▶ **Saved data entries**
- - -

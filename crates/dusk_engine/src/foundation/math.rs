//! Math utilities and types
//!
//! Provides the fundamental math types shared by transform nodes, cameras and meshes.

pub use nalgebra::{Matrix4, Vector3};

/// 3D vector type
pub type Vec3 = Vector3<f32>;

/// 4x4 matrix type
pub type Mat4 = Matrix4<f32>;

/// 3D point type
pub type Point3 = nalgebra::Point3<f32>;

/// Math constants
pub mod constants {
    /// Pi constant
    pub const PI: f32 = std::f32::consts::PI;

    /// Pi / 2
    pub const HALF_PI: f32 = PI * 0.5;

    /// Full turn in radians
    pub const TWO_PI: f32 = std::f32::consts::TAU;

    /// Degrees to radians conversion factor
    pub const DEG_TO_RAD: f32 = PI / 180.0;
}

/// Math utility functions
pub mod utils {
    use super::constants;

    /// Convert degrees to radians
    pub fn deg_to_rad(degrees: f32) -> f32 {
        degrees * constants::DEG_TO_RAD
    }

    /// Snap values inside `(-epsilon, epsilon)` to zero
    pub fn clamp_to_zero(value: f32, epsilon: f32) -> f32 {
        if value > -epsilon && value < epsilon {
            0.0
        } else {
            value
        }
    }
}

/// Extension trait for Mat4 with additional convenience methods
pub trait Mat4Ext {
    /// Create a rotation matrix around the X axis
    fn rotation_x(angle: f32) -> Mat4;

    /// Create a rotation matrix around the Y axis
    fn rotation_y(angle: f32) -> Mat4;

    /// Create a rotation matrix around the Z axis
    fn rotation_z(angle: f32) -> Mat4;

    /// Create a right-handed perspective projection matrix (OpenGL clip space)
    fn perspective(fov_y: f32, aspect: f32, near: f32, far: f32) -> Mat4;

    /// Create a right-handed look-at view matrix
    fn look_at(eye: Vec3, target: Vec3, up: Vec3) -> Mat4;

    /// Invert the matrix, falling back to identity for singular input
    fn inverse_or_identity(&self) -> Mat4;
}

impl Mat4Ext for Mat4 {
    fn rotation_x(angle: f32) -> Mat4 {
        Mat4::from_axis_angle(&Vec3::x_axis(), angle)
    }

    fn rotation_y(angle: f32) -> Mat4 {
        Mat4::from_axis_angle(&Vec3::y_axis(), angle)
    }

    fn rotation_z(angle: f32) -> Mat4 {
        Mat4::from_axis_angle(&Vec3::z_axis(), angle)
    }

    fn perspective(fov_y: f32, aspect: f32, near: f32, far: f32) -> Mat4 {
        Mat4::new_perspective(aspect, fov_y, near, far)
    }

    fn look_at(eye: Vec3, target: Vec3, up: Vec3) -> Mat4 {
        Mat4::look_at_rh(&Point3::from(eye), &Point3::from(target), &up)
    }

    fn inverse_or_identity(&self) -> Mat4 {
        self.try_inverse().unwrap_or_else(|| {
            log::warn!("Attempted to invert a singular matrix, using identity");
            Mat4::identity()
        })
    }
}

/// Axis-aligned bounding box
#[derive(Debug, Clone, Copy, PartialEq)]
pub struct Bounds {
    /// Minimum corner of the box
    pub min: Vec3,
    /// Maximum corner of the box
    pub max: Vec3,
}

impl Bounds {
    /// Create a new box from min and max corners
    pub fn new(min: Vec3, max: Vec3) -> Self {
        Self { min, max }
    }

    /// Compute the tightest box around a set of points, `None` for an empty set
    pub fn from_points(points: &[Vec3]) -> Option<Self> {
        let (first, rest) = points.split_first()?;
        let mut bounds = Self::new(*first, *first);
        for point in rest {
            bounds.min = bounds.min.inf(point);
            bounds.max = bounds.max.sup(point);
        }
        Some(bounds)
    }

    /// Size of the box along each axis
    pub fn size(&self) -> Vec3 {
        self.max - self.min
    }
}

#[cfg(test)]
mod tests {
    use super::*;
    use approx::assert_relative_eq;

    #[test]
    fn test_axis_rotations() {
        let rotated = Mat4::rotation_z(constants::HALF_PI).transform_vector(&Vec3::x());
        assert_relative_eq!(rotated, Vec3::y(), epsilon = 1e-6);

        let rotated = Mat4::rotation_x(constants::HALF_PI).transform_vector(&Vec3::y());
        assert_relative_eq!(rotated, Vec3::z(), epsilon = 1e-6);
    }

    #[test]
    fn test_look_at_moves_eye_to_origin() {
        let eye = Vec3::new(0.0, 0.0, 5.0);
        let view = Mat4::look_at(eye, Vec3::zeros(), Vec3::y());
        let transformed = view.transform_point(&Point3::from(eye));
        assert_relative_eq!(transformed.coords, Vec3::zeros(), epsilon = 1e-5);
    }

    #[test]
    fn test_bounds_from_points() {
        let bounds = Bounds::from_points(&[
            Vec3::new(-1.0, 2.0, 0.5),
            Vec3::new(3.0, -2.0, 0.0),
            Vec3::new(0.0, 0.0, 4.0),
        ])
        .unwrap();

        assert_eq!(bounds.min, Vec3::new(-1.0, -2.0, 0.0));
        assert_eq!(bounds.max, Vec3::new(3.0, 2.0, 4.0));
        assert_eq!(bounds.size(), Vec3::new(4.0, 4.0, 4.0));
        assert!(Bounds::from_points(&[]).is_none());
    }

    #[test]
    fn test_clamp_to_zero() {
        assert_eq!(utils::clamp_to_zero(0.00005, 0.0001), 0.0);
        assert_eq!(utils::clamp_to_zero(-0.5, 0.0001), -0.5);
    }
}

- - -

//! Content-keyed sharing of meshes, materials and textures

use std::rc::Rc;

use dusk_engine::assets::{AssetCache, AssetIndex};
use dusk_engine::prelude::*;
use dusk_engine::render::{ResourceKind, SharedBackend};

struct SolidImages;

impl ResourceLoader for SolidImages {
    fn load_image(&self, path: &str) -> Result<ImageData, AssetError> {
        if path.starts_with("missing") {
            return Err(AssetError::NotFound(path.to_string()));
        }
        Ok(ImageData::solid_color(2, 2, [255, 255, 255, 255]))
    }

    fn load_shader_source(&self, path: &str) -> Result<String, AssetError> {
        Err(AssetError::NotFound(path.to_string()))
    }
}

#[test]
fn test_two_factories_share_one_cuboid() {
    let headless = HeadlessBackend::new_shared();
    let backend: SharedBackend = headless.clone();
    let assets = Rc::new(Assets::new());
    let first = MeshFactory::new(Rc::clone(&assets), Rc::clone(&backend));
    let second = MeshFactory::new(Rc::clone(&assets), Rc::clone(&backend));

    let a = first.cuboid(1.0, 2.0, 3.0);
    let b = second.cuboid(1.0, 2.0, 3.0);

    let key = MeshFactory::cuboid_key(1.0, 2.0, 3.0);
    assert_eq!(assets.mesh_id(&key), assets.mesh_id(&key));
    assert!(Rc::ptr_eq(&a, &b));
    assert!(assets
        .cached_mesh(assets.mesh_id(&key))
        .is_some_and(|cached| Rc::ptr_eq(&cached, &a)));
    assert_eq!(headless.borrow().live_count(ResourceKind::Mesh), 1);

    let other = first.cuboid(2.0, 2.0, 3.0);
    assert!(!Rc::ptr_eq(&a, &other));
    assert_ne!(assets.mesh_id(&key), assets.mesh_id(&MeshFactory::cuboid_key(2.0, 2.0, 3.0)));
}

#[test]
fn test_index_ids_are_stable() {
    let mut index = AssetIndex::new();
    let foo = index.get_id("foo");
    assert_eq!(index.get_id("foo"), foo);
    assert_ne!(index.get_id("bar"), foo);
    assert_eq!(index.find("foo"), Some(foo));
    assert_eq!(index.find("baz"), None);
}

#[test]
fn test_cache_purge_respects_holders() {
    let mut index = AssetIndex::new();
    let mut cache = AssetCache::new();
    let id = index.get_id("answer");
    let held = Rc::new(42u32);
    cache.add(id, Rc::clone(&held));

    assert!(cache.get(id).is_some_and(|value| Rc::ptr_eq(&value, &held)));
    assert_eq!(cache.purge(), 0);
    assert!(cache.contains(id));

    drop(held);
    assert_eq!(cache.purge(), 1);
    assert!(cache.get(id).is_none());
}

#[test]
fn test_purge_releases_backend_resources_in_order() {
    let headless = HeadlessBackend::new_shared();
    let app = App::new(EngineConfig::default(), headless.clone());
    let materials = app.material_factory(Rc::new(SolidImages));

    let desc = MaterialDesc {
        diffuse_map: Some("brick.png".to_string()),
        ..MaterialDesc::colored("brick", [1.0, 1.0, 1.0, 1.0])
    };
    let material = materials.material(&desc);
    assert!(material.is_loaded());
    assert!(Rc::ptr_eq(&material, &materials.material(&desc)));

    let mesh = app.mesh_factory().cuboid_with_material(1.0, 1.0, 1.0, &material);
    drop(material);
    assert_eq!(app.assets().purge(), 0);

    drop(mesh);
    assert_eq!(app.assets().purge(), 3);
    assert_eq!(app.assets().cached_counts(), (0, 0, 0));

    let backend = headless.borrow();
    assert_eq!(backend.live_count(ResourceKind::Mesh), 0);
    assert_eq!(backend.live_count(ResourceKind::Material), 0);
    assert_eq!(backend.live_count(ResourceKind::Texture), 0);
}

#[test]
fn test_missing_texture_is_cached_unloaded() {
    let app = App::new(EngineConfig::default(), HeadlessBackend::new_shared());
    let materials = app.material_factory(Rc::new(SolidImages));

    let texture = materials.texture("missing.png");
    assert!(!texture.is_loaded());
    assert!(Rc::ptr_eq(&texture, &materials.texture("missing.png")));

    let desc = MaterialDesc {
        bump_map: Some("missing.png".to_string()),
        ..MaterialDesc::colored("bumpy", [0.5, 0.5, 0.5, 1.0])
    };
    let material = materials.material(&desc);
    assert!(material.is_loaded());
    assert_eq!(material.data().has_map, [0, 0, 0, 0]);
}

- - -

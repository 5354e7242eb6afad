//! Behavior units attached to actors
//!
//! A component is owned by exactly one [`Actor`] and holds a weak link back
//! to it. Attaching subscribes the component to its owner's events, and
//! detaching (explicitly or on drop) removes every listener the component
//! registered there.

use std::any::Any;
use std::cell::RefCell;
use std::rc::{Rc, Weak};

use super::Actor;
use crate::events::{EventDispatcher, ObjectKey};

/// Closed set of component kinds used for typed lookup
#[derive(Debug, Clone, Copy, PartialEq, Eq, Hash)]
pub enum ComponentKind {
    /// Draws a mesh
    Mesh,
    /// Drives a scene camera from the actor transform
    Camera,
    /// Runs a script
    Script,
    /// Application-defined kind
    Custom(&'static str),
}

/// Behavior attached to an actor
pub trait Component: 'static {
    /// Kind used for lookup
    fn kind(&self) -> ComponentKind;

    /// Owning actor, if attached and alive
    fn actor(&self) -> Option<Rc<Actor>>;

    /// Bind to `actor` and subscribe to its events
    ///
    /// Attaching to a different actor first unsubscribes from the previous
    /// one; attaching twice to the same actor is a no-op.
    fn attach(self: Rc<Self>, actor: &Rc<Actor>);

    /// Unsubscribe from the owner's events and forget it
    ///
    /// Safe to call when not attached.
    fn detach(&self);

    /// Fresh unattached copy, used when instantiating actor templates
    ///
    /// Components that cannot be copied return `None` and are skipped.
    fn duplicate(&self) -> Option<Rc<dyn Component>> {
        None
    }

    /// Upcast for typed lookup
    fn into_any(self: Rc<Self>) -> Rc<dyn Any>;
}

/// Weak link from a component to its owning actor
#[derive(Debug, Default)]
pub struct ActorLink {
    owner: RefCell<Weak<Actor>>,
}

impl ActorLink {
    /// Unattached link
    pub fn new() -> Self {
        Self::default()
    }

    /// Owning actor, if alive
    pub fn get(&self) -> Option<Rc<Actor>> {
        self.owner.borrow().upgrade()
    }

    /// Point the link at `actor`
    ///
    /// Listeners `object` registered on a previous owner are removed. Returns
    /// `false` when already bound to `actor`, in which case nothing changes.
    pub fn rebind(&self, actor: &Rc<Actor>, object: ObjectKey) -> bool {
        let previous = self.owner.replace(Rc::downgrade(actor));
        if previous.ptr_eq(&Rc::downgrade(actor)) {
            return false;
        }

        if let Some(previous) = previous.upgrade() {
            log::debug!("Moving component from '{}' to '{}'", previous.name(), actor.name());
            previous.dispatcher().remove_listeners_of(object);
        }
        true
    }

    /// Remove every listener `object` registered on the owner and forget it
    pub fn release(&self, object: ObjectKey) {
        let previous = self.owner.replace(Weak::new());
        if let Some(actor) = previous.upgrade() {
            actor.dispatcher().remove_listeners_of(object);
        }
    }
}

- - -

▶ **WHAT IS REQUIRED**
Each line containing the word "first" needs to be copied from the data above.

▶ **RESPONSE BOX**
        let (first, rest) = points.split_first()?;
        let mut bounds = Self::new(*first, *first);
    let first = MeshFactory::new(Rc::clone(&assets), Rc::clone(&backend));
    let a = first.cuboid(1.0, 2.0, 3.0);
    let other = first.cuboid(2.0, 2.0, 3.0);
    /// Attaching to a different actor first unsubscribes from the previous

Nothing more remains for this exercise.